Procurement Fraud and Corrupt Practices
Document Properties
Procurement Fraud and Corrupt Practices |
| Responsible Unit |
OLPS |
| Creator |
Krishan Batra (krishan.batra@undp.org) |
| Subject |
Fraud Policy and Corrupt Practices, CAP User Guide |
| Issuance Date |
March, 27 2007 |
| Effective date |
March, 27 2007 |
| Mandatory Review Date |
March, 27 2008 |
| Audience |
all UNDP Users |
| Applicability |
For all UNDP Procurement Transactions |
| Replaces |
N/A |
| Is part of |
CAP User Guide |
1.0 Description
Procurement is a key area where UNDP, as a public service organization,
interacts financially with the private sector. As such, it is a prime area for fraudulent and corrupt practices. Please
refer to the UNDP Fraud Policy to understand better the
nature of fraud and UNDP response. But the potential damage relating to fraudulent and corrupt practices extends well beyond
financial losses. Fraud and corruption pose serious threats to the ability of UNDP to achieve its operational objectives.
They can hamper implementation of programmes and projects. Moreover, there is a serious risk that the very credibility of
UNDP, as a trusted, efficient and effective partner is at stake.
Particular
attention must be paid to UNDP procurement in emergency or crisis settings. When UNDP operates in emergency situations,
the pressures to achieve results rapidly run the risk of having fraudulent or corrupt operations.
There are several areas of risk in procurement where there is potential for fraud and corruption:
- Gifts and benefits
- Consistency
and continuity of process
- Communication with vendors
- Conditions of offer and deadlines
- Invitation to offer documentation
- Finalizing contracts
- Briefing and debriefing sessions
- Documentation
- Conflict of interest
- Supplier probity
The
purpose of this chapter is to alert UNDP personnel of areas of risk for fraud and corrupt practices in procurement, and provide
guidance in the prevention, identification, proactive avoidance and handling, managing and responding to instances such fraudulent
or corrupt practices. Please be reminded that no guidance can cover all aspects, especially with fraud.
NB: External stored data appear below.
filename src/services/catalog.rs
use std::cmp::Ordering;

use serde::Deserialize;

use crate::{
    models::{Content, ContentView, MediaKind},
    services::genres::GenreResolver,
};

/// Sort orders offered by the catalog listing
#[derive(Debug, Clone, Copy, Default, Deserialize, PartialEq, Eq)]
#[serde(rename_all = "lowercase")]
pub enum SortKey {
    #[default]
    Newest,
    Oldest,
    /// Highest personal rating first
    Rating,
    /// Alphabetical by display title
    Title,
    /// Most recent release year first
    Year,
}

/// Filters and sort order for browsing the catalog
#[derive(Debug, Clone, Default, Deserialize)]
pub struct CatalogQuery {
    pub genre: Option<i32>,
    pub tag: Option<String>,
    pub media_type: Option<MediaKind>,
    /// Case-insensitive match against title or series name
    pub q: Option<String>,
    #[serde(default)]
    pub sort: SortKey,
}

impl CatalogQuery {
    fn matches(&self, content: &Content) -> bool {
        if let Some(genre) = self.genre {
            if !content.genre_ids.contains(&genre) {
                return false;
            }
        }

        if let Some(tag) = self.tag.as_deref().map(str::trim).filter(|t| !t.is_empty()) {
            if !content.tags.iter().any(|t| t.eq_ignore_ascii_case(tag)) {
                return false;
            }
        }

        if let Some(kind) = self.media_type {
            if content.media_type != kind {
                return false;
            }
        }

        if let Some(q) = self.q.as_deref().map(str::trim).filter(|q| !q.is_empty()) {
            let q = q.to_lowercase();
            let hit = content.title.to_lowercase().contains(&q)
                || content.name.to_lowercase().contains(&q);
            if !hit {
                return false;
            }
        }

        true
    }
}

fn compare(sort: SortKey, a: &Content, b: &Content) -> Ordering {
    match sort {
        SortKey::Newest => b.created_at.cmp(&a.created_at),
        SortKey::Oldest => a.created_at.cmp(&b.created_at),
        SortKey::Rating => b
            .my_rating
            .total_cmp(&a.my_rating)
            .then_with(|| b.created_at.cmp(&a.created_at)),
        SortKey::Title => a
            .display_title()
            .to_lowercase()
            .cmp(&b.display_title().to_lowercase()),
        // Records without a year go last
        SortKey::Year => match (a.release_year(), b.release_year()) {
            (Some(x), Some(y)) => y.cmp(&x),
            (Some(_), None) => Ordering::Less,
            (None, Some(_)) => Ordering::Greater,
            (None, None) => Ordering::Equal,
        },
    }
}

/// Applies the query's filters conjunctively, then sorts
pub fn filter_and_sort(contents: Vec<Content>, query: &CatalogQuery) -> Vec<Content> {
    let mut filtered: Vec<Content> = contents.into_iter().filter(|c| query.matches(c)).collect();
    filtered.sort_by(|a, b| compare(query.sort, a, b));
    filtered
}

/// Attaches resolved genre names to each record
///
/// The snapshot is refreshed at most once for the whole batch; when that
/// fails every record renders without genre names.
pub async fn annotate(contents: Vec<Content>, resolver: &GenreResolver) -> Vec<ContentView> {
    let wants_genres = contents
        .iter()
        .any(|c| !c.genre_ids.is_empty() && c.media_type.genre_kind().is_some());
    let usable = wants_genres && resolver.refresh_for_batch().await;

    let mut views = Vec::with_capacity(contents.len());
    for content in contents {
        let genre_names = match content.media_type.genre_kind() {
            Some(kind) if usable => resolver.lookup(&content.genre_ids, kind).await,
            _ => Vec::new(),
        };
        views.push(ContentView {
            content,
            genre_names,
        });
    }
    views
}

pub async fn annotate_one(content: Content, resolver: &GenreResolver) -> ContentView {
    let genre_names = resolver
        .resolve_names(&content.genre_ids, content.media_type)
        .await;
    ContentView {
        content,
        genre_names,
    }
}

#[cfg(test)]
mod tests {
    use super::*;
    use crate::error::AppError;
    use crate::models::{Genre, GenreKind, NewContent};
    use crate::services::genres::DEFAULT_GENRE_TTL;
    use crate::services::providers::MockMetadataProvider;
    use chrono::{Duration, Utc};
    use std::sync::Arc;

    fn content(title: &str, rating: f64, genres: &[i32], tags: &[&str], kind: MediaKind) -> Content {
        Content::new(NewContent {
            tmdb_id: title.to_lowercase(),
            title: title.to_string(),
            genre_ids: genres.to_vec(),
            tags: tags.iter().map(|t| t.to_string()).collect(),
            media_type: kind,
            my_note: "note".to_string(),
            my_rating: rating,
            ..Default::default()
        })
    }

    fn sample() -> Vec<Content> {
        let now = Utc::now();
        let mut a = content("Inception", 4.5, &[28, 878], &["heist"], MediaKind::Film);
        a.year = "2010".to_string();
        a.created_at = now - Duration::days(3);
        let mut b = content("Dark", 5.0, &[18, 10765], &["time-travel"], MediaKind::Series);
        b.year = "2017".to_string();
        b.created_at = now - Duration::days(2);
        let mut c = content("amélie", 4.0, &[35, 10749], &["Paris", "heist"], MediaKind::Film);
        c.created_at = now - Duration::days(1);
        vec![a, b, c]
    }

    fn titles(contents: &[Content]) -> Vec<&str> {
        contents.iter().map(|c| c.title.as_str()).collect()
    }

    #[test]
    fn test_default_is_newest_first() {
        let result = filter_and_sort(sample(), &CatalogQuery::default());
        assert_eq!(titles(&result), vec!["amélie", "Dark", "Inception"]);
    }

    #[test]
    fn test_sort_by_rating() {
        let query = CatalogQuery {
            sort: SortKey::Rating,
            ..Default::default()
        };
        let result = filter_and_sort(sample(), &query);
        assert_eq!(titles(&result), vec!["Dark", "Inception", "amélie"]);
    }

    #[test]
    fn test_sort_by_title_ignores_case() {
        let query = CatalogQuery {
            sort: SortKey::Title,
            ..Default::default()
        };
        let result = filter_and_sort(sample(), &query);
        assert_eq!(titles(&result), vec!["amélie", "Dark", "Inception"]);
    }

    #[test]
    fn test_sort_by_year_puts_unknown_last() {
        let query = CatalogQuery {
            sort: SortKey::Year,
            ..Default::default()
        };
        let result = filter_and_sort(sample(), &query);
        assert_eq!(titles(&result), vec!["Dark", "Inception", "amélie"]);
    }

    #[test]
    fn test_filters_compose() {
        let query = CatalogQuery {
            tag: Some("HEIST".to_string()),
            media_type: Some(MediaKind::Film),
            sort: SortKey::Oldest,
            ..Default::default()
        };
        let result = filter_and_sort(sample(), &query);
        assert_eq!(titles(&result), vec!["Inception", "amélie"]);

        let query = CatalogQuery {
            tag: Some("heist".to_string()),
            genre: Some(35),
            ..Default::default()
        };
        let result = filter_and_sort(sample(), &query);
        assert_eq!(titles(&result), vec!["amélie"]);
    }

    #[test]
    fn test_text_query_matches_title() {
        let query = CatalogQuery {
            q: Some("  incep ".to_string()),
            ..Default::default()
        };
        let result = filter_and_sort(sample(), &query);
        assert_eq!(titles(&result), vec!["Inception"]);
    }

    #[test]
    fn test_blank_filters_are_ignored() {
        let query = CatalogQuery {
            tag: Some("  ".to_string()),
            q: Some(String::new()),
            ..Default::default()
        };
        assert_eq!(filter_and_sort(sample(), &query).len(), 3);
    }

    #[test]
    fn test_query_string_deserialization() {
        let query: CatalogQuery =
            serde_json::from_str(r#"{"genre": 18, "media_type": "tv", "sort": "rating"}"#).unwrap();
        assert_eq!(query.genre, Some(18));
        assert_eq!(query.media_type, Some(MediaKind::Series));
        assert_eq!(query.sort, SortKey::Rating);
    }

    #[tokio::test]
    async fn test_annotate_resolves_each_kind() {
        let mut provider = MockMetadataProvider::new();
        provider
            .expect_list_genres()
            .times(2)
            .returning(|kind| {
                let (id, name) = match kind {
                    GenreKind::Film => (28, "Action"),
                    GenreKind::Series => (10765, "Sci-Fi & Fantasy"),
                };
                Ok(vec![Genre {
                    id: Some(id),
                    name: Some(name.to_string()),
                }])
            });
        provider.expect_name().return_const("mock");
        let resolver = GenreResolver::new(Arc::new(provider), DEFAULT_GENRE_TTL);

        let views = annotate(sample(), &resolver).await;

        assert_eq!(views[0].genre_names, vec!["Action"]);
        assert_eq!(views[1].genre_names, vec!["Sci-Fi & Fantasy"]);
        assert!(views[2].genre_names.is_empty());
    }

    #[tokio::test]
    async fn test_annotate_tries_one_refresh_per_batch() {
        let mut provider = MockMetadataProvider::new();
        provider
            .expect_list_genres()
            .withf(|kind| *kind == GenreKind::Film)
            .times(1)
            .returning(|_| Err(AppError::ProviderUnavailable("HTTP 503".to_string())));
        provider
            .expect_list_genres()
            .withf(|kind| *kind == GenreKind::Series)
            .times(0..=1)
            .returning(|_| Err(AppError::ProviderUnavailable("HTTP 503".to_string())));
        let resolver = GenreResolver::new(Arc::new(provider), DEFAULT_GENRE_TTL);

        let views = annotate(sample(), &resolver).await;

        assert_eq!(views.len(), 3);
        assert!(views.iter().all(|v| v.genre_names.is_empty()));
    }

    #[tokio::test]
    async fn test_annotate_skips_refresh_without_genre_ids() {
        let mut provider = MockMetadataProvider::new();
        provider.expect_list_genres().times(0);
        let resolver = GenreResolver::new(Arc::new(provider), DEFAULT_GENRE_TTL);

        let plain = content("Untagged", 3.0, &[], &[], MediaKind::Film);
        let views = annotate(vec![plain], &resolver).await;

        assert!(views[0].genre_names.is_empty());
        assert!(resolver.snapshot().await.is_none());
    }
}
//! CLI command implementations

pub mod emit;

pub use emit::EmitArgs;
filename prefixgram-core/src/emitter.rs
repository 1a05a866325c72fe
//! Streaming emitter: reader in, record lines out
//!
//! One line is held in memory at a time; the line buffer and the record
//! scratch buffer are reused across lines.

use crate::error::{CoreError, Result};
use crate::line::{split_words, strip_terminator, PrefixNgrams};
use crate::types::Order;
use std::borrow::Cow;
use std::fs::File;
use std::io::{BufRead, BufReader, Write};
use std::path::Path;

/// Counters collected over one emission pass
#[derive(Debug, Clone, Copy, Default, PartialEq, Eq)]
pub struct EmitStats {
    /// Lines read, including empty ones
    pub lines: u64,
    /// Non-empty words seen
    pub words: u64,
    /// Unigram records written
    pub unigrams: u64,
    /// Bigram records written
    pub bigrams: u64,
    /// Trigram records written
    pub trigrams: u64,
    /// Lines that were not valid UTF-8 and were decoded lossily
    pub lossy_lines: u64,
}

impl EmitStats {
    /// Records written for one order
    pub fn count(&self, order: Order) -> u64 {
        match order {
            Order::Unigram => self.unigrams,
            Order::Bigram => self.bigrams,
            Order::Trigram => self.trigrams,
        }
    }

    /// Records written over all orders
    pub fn records(&self) -> u64 {
        self.unigrams + self.bigrams + self.trigrams
    }

    fn bump(&mut self, order: Order) {
        match order {
            Order::Unigram => self.unigrams += 1,
            Order::Bigram => self.bigrams += 1,
            Order::Trigram => self.trigrams += 1,
        }
    }
}

/// Writes prefix n-gram records for each line it is given
///
/// Any `Write` works as the sink. Buffering is the caller's choice: wrap a
/// `BufWriter` for throughput or a `LineWriter` to flush after each record.
#[derive(Debug)]
pub struct Emitter<W: Write> {
    writer: W,
    stats: EmitStats,
    scratch: Vec<u8>,
}

impl<W: Write> Emitter<W> {
    /// Create an emitter writing into `writer`
    pub fn new(writer: W) -> Self {
        Self {
            writer,
            stats: EmitStats::default(),
            scratch: Vec::with_capacity(128),
        }
    }

    /// Emit the records of one line and return how many were written
    ///
    /// A single trailing `"\n"` or `"\r\n"` is stripped first.
    pub fn emit_line(&mut self, line: &str) -> Result<usize> {
        let words = split_words(strip_terminator(line));
        self.stats.lines += 1;
        self.stats.words += words.iter().filter(|w| !w.is_empty()).count() as u64;

        let mut written = 0;
        for record in PrefixNgrams::new(&words) {
            record
                .write_line(&mut self.writer, &mut self.scratch)
                .map_err(CoreError::Write)?;
            self.stats.bump(record.order());
            written += 1;
        }
        Ok(written)
    }

    /// Stream every line of `reader` through [`Emitter::emit_line`]
    pub fn emit_reader<R: BufRead>(&mut self, mut reader: R) -> Result<()> {
        let mut buf = Vec::new();
        loop {
            buf.clear();
            let read = reader
                .read_until(b'\n', &mut buf)
                .map_err(|source| CoreError::Read {
                    line: self.stats.lines + 1,
                    source,
                })?;
            if read == 0 {
                break;
            }

            let line = match std::str::from_utf8(&buf) {
                Ok(text) => Cow::Borrowed(text),
                Err(e) => {
                    log::warn!(
                        "line {}: invalid UTF-8 at byte {}, decoding lossily",
                        self.stats.lines + 1,
                        e.valid_up_to()
                    );
                    self.stats.lossy_lines += 1;
                    String::from_utf8_lossy(&buf)
                }
            };
            self.emit_line(&line)?;
        }
        Ok(())
    }

    /// Counters so far
    pub fn stats(&self) -> &EmitStats {
        &self.stats
    }

    /// Flush the sink and hand it back with the final counters
    pub fn finish(mut self) -> Result<(W, EmitStats)> {
        self.writer.flush().map_err(CoreError::Write)?;
        Ok((self.writer, self.stats))
    }
}

/// Open an input corpus for line-by-line reading
pub fn open_input<P: AsRef<Path>>(path: P) -> Result<BufReader<File>> {
    let path = path.as_ref();
    let file = File::open(path).map_err(|source| CoreError::InputUnavailable {
        path: path.to_path_buf(),
        source,
    })?;
    Ok(BufReader::new(file))
}

/// Emit the records of a whole file into `writer`
///
/// The file is opened once and closed when this returns, on success or
/// error. Nothing is written if the file cannot be opened.
pub fn emit_file<P: AsRef<Path>, W: Write>(path: P, writer: W) -> Result<EmitStats> {
    let reader = open_input(&path)?;
    log::debug!("emitting records for {}", path.as_ref().display());

    let mut emitter = Emitter::new(writer);
    emitter.emit_reader(reader)?;
    let (_, stats) = emitter.finish()?;
    Ok(stats)
}
//! Progress reporting module

use indicatif::{ProgressBar, ProgressBarIter, ProgressStyle};
use prefixgram_core::EmitStats;
use std::io::BufRead;
use std::time::Duration;

/// Byte-based progress over the input corpus, drawn on stderr
pub struct ProgressReporter {
    progress_bar: ProgressBar,
}

impl ProgressReporter {
    /// Create a reporter for an input of `total_bytes`
    ///
    /// When `enabled` is false the bar is hidden and tracking costs nothing.
    pub fn new(enabled: bool, total_bytes: u64) -> Self {
        if !enabled {
            return Self {
                progress_bar: ProgressBar::hidden(),
            };
        }

        let pb = ProgressBar::new(total_bytes);
        let style = ProgressStyle::with_template(
            "[{elapsed_precise}] {bar:40.cyan/blue} {bytes}/{total_bytes} {msg}",
        )
        .unwrap_or_else(|_| ProgressStyle::default_bar())
        .progress_chars("##-");
        pb.set_style(style);
        pb.enable_steady_tick(Duration::from_millis(100));

        Self { progress_bar: pb }
    }

    /// Wrap a reader so consumed bytes advance the bar
    pub fn track<R: BufRead>(&self, reader: R) -> ProgressBarIter<R> {
        self.progress_bar.wrap_read(reader)
    }

    /// Finish progress reporting
    pub fn finish(&self, stats: &EmitStats) {
        self.progress_bar
            .finish_with_message(format!("{} records", stats.records()));
    }

    /// Stop the bar where it is, for runs that end early
    pub fn abandon(&self) {
        self.progress_bar.abandon();
    }

    #[cfg(test)]
    fn is_hidden(&self) -> bool {
        self.progress_bar.is_hidden()
    }

    #[cfg(test)]
    fn is_finished(&self) -> bool {
        self.progress_bar.is_finished()
    }
}
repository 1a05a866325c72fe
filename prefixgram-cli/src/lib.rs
//! prefixgram CLI library
//!
//! This library provides the command-line interface for the prefixgram
//! prefix n-gram count emitter.

pub mod commands;
pub mod config;
pub mod error;
pub mod input;
pub mod output;
pub mod progress;

pub use error::{CliError, CliResult};
//! Record types shared by the line walker and the emitter

use std::fmt;
use std::io::{self, Write};

/// Count emitted for every record; summing is left to the reducer
pub const RECORD_COUNT: u32 = 1;

/// N-gram order of a record, by number of whole words of history
#[derive(Debug, Clone, Copy, PartialEq, Eq, Hash, PartialOrd, Ord)]
pub enum Order {
    /// Prefix alone
    Unigram,
    /// Previous word, then prefix
    Bigram,
    /// Two previous words, then prefix
    Trigram,
}

impl Order {
    /// All orders in emission order
    pub const ALL: [Order; 3] = [Order::Unigram, Order::Bigram, Order::Trigram];

    /// Number of preceding words in the key
    pub fn history_len(self) -> usize {
        match self {
            Order::Unigram => 0,
            Order::Bigram => 1,
            Order::Trigram => 2,
        }
    }

    /// The order emitted right after this one for the same prefix
    pub fn next(self) -> Option<Order> {
        match self {
            Order::Unigram => Some(Order::Bigram),
            Order::Bigram => Some(Order::Trigram),
            Order::Trigram => None,
        }
    }

    /// Short lowercase name, used in log summaries
    pub fn name(self) -> &'static str {
        match self {
            Order::Unigram => "unigram",
            Order::Bigram => "bigram",
            Order::Trigram => "trigram",
        }
    }
}

/// One count record, borrowing from the line it was built from
///
/// Renders as `"<history...> <prefix> 1"`. History words are written
/// verbatim, so an empty history word yields a doubled space in the key.
#[derive(Debug, Clone, Copy, PartialEq, Eq)]
pub struct Record<'a> {
    order: Order,
    history: &'a [&'a str],
    prefix: &'a str,
}

impl<'a> Record<'a> {
    pub(crate) fn new(order: Order, history: &'a [&'a str], prefix: &'a str) -> Self {
        debug_assert_eq!(order.history_len(), history.len());
        Self {
            order,
            history,
            prefix,
        }
    }

    /// N-gram order of this record
    pub fn order(&self) -> Order {
        self.order
    }

    /// Preceding words, oldest first
    pub fn history(&self) -> &'a [&'a str] {
        self.history
    }

    /// Character-prefix of the current word
    pub fn prefix(&self) -> &'a str {
        self.prefix
    }

    /// The aggregation key: history words and prefix joined by single spaces
    pub fn key(&self) -> String {
        let mut key = String::with_capacity(
            self.prefix.len() + self.history.iter().map(|w| w.len() + 1).sum::<usize>(),
        );
        for word in self.history {
            key.push_str(word);
            key.push(' ');
        }
        key.push_str(self.prefix);
        key
    }

    /// Write the record followed by a newline as a single write call
    pub fn write_line<W: Write + ?Sized>(
        &self,
        writer: &mut W,
        scratch: &mut Vec<u8>,
    ) -> io::Result<()> {
        scratch.clear();
        for word in self.history {
            scratch.extend_from_slice(word.as_bytes());
            scratch.push(b' ');
        }
        scratch.extend_from_slice(self.prefix.as_bytes());
        scratch.extend_from_slice(b" 1\n");
        writer.write_all(scratch)
    }
}

impl fmt::Display for Record<'_> {
    fn fmt(&self, f: &mut fmt::Formatter<'_>) -> fmt::Result {
        for word in self.history {
            write!(f, "{word} ")?;
        }
        write!(f, "{} {}", self.prefix, RECORD_COUNT)
    }
}
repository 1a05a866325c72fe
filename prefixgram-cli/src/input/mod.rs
//! Input handling module

pub mod file_reader;

pub use file_reader::FileReader;
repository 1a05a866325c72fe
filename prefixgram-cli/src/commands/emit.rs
//! Emit command implementation

use crate::config::CliConfig;
use crate::error::CliResult;
use crate::input::FileReader;
use crate::output;
use crate::progress::ProgressReporter;
use clap::Parser;
use prefixgram_core::{CoreError, EmitStats, Emitter, Order};
use std::path::PathBuf;
use std::time::Instant;

/// Emit prefix n-gram count records ("<key> 1") for a tokenized corpus.
///
/// Each input line is split on single spaces; every character-prefix of
/// every word is emitted alone, after the previous word, and after the two
/// previous words. Pipe the output through a sort-and-sum stage to obtain
/// frequency tables.
#[derive(Debug, Parser)]
#[command(name = "prefixgram", version)]
pub struct EmitArgs {
    /// Tokenized corpus, one utterance per line
    #[arg(value_name = "INPUT")]
    pub input: PathBuf,

    /// Output file (default: stdout)
    #[arg(short, long, value_name = "FILE")]
    pub output: Option<PathBuf>,

    /// Configuration file
    #[arg(short, long, value_name = "FILE", env = "PREFIXGRAM_CONFIG")]
    pub config: Option<PathBuf>,

    /// Suppress logging and progress output
    #[arg(short, long)]
    pub quiet: bool,

    /// Increase verbosity
    #[arg(short, long, action = clap::ArgAction::Count)]
    pub verbose: u8,
}

impl EmitArgs {
    /// Execute the emit command
    pub fn execute(&self) -> CliResult<()> {
        let config = match &self.config {
            Some(path) => CliConfig::load(path)?,
            None => CliConfig::default(),
        };

        // Initialize logging based on verbosity
        self.init_logging(&config);

        log::info!("Starting prefix n-gram emission");
        log::debug!("Arguments: {:?}", self);
        log::debug!("Configuration: {:?}", config);

        // Input first: an unavailable corpus must not create or touch the output
        let reader = FileReader::open(&self.input)?;
        let total_bytes = FileReader::opened_size(&reader, &self.input)?;

        let sink = output::open_sink(self.output.as_deref(), &config.output)?;
        let progress = ProgressReporter::new(!self.quiet && config.progress.enabled, total_bytes);

        let start = Instant::now();
        let mut emitter = Emitter::new(sink);
        let result = emitter
            .emit_reader(progress.track(reader))
            .and_then(|()| emitter.finish().map(|(_, stats)| stats));

        let stats = match result {
            Ok(stats) => stats,
            Err(e) if e.is_broken_pipe() => {
                progress.abandon();
                log::debug!("Output closed by reader, stopping");
                return Ok(());
            }
            Err(e) => {
                progress.abandon();
                return Err(with_input_context(e, &self.input));
            }
        };

        progress.finish(&stats);
        log_summary(&stats, start.elapsed().as_secs_f64());

        Ok(())
    }

    /// Initialize logging based on verbosity level
    fn init_logging(&self, config: &CliConfig) {
        if self.quiet {
            return;
        }

        let log_level = match self.verbose {
            0 => config.logging.level.as_str(),
            1 => "info",
            2 => "debug",
            _ => "trace",
        };

        // A second init (e.g. from tests in one process) keeps the first logger
        let _ = env_logger::Builder::from_env(
            env_logger::Env::default().default_filter_or(log_level),
        )
        .try_init();
    }
}

fn with_input_context(err: CoreError, input: &std::path::Path) -> anyhow::Error {
    match err {
        CoreError::Read { .. } => {
            anyhow::Error::new(err).context(format!("Failed to read {}", input.display()))
        }
        other => other.into(),
    }
}

fn log_summary(stats: &EmitStats, elapsed_secs: f64) {
    log::info!(
        "Processed {} lines ({} words) in {:.3}s",
        stats.lines,
        stats.words,
        elapsed_secs
    );
    for order in Order::ALL {
        log::info!("  {}: {} records", order.name(), stats.count(order));
    }
    if stats.lossy_lines > 0 {
        log::warn!(
            "{} lines contained invalid UTF-8 and were decoded lossily",
            stats.lossy_lines
        );
    }
}
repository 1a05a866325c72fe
//! Core error types

use std::io;
use std::path::PathBuf;
use thiserror::Error;

/// Errors raised while emitting prefix n-gram records
///
/// Content is never an error: empty lines, empty words and odd bytes all
/// produce well-defined output. Only the surrounding I/O can fail.
#[derive(Error, Debug)]
pub enum CoreError {
    /// The input file is missing, unreadable or permission-denied
    #[error("cannot open input {}", path.display())]
    InputUnavailable {
        /// Path that failed to open
        path: PathBuf,
        /// Underlying I/O failure
        #[source]
        source: io::Error,
    },

    /// Reading failed after the input was opened
    #[error("read failed at line {line}")]
    Read {
        /// 1-based number of the line being read
        line: u64,
        /// Underlying I/O failure
        #[source]
        source: io::Error,
    },

    /// The record sink rejected a write or flush
    #[error("write failed")]
    Write(#[source] io::Error),
}

impl CoreError {
    /// True when the downstream reader closed the output pipe
    ///
    /// A mapper piped into `head` or an early-exiting reducer sees this; it
    /// is not a failure of the pass itself.
    pub fn is_broken_pipe(&self) -> bool {
        matches!(self, CoreError::Write(e) if e.kind() == io::ErrorKind::BrokenPipe)
    }
}

/// Result type for core operations
pub type Result<T> = std::result::Result<T, CoreError>;
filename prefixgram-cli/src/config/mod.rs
//! Configuration module

use crate::error::{CliError, CliResult};
use anyhow::Context;
use serde::{Deserialize, Serialize};
use std::fs;
use std::path::Path;

/// CLI configuration structure
///
/// Every section and field is optional in the TOML file.
#[derive(Debug, Deserialize, Serialize, Default, PartialEq)]
pub struct CliConfig {
    /// Record sink configuration
    #[serde(default)]
    pub output: OutputConfig,

    /// Logging configuration
    #[serde(default)]
    pub logging: LoggingConfig,

    /// Progress bar configuration
    #[serde(default)]
    pub progress: ProgressConfig,
}

impl CliConfig {
    /// Load configuration from a TOML file
    pub fn load(path: &Path) -> CliResult<Self> {
        let text = fs::read_to_string(path)
            .with_context(|| format!("Failed to read config file: {}", path.display()))?;
        Self::from_toml(&text)
            .with_context(|| format!("Invalid config file: {}", path.display()))
    }

    /// Parse configuration from TOML text
    pub fn from_toml(text: &str) -> CliResult<Self> {
        let config: CliConfig =
            toml::from_str(text).map_err(|e| CliError::ConfigError(e.to_string()))?;
        config.output.validate()?;
        Ok(config)
    }
}

/// Largest accepted record sink buffer (KB)
pub const MAX_BUFFER_KB: usize = 1024 * 1024;

/// Output-related configuration
#[derive(Debug, Deserialize, Serialize, PartialEq)]
#[serde(default)]
pub struct OutputConfig {
    /// Buffer capacity for the record sink (KB)
    pub buffer_kb: usize,

    /// Flush after every record instead of when the buffer fills
    pub flush_each_record: bool,
}

impl OutputConfig {
    /// Sink buffer capacity in bytes
    pub fn buffer_bytes(&self) -> usize {
        self.buffer_kb.saturating_mul(1024)
    }

    fn validate(&self) -> Result<(), CliError> {
        if self.buffer_kb == 0 && !self.flush_each_record {
            return Err(CliError::ConfigError(
                "output.buffer_kb must be greater than 0".to_string(),
            ));
        }
        if self.buffer_kb > MAX_BUFFER_KB {
            return Err(CliError::ConfigError(format!(
                "output.buffer_kb must be at most {MAX_BUFFER_KB}, got {}",
                self.buffer_kb
            )));
        }
        Ok(())
    }
}

impl Default for OutputConfig {
    fn default() -> Self {
        Self {
            buffer_kb: 64,
            flush_each_record: false,
        }
    }
}

/// Logging-related configuration
#[derive(Debug, Deserialize, Serialize, PartialEq)]
#[serde(default)]
pub struct LoggingConfig {
    /// Default filter when neither RUST_LOG nor -v is given
    pub level: String,
}

impl Default for LoggingConfig {
    fn default() -> Self {
        Self {
            level: "warn".to_string(),
        }
    }
}

/// Progress-related configuration
#[derive(Debug, Deserialize, Serialize, PartialEq)]
#[serde(default)]
pub struct ProgressConfig {
    /// Show a progress bar on stderr (hidden anyway when stderr is not a terminal)
    pub enabled: bool,
}

impl Default for ProgressConfig {
    fn default() -> Self {
        Self { enabled: true }
    }
}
Constant vigilance is needed, with emphasis on certain principles. Fundamental
Principles are:
- Reinforcing ethical behavior as public
servants and particularly in procurement areas, as directed by the UNDP policies. This should be supported by adequate training
and opportunities to receive advice on ethical dilemmas.
- Ensuring
adequate procurement planning such as identification and assessment of risks, capacity to address such issues in the Business
Unit.
- Ensuring separation of duties.
- Acting in a transparent manner during procurement processes, such as posting in
advance the procurement schedules and plans, solicitations and contract awards on the United Nations Global Marketplace (www.ungm.org), on the United Nations Development Programme (www.undp.org) and in other relevant web sites, newspapers
and trade journals.
- Ensuring supervision. Managers must personally
engage in a regular spot check of procurement transactions, including the regular review of the files, specification of goods
and terms of references for services. They should also check ATLAS on vendor profiles and procurement transactions for multiple
purchase orders including aggregate amount that vendors have accumulated. Finally, background checks must be conducted with
all suppliers to ensure they are bona fide companies.
- Preparing
annual reports on procurement activities, paying particular attention to the number of waiver regardless of amount involved
the cumulative amount of contracts per vendor, non-duplication of vendor entries, etc…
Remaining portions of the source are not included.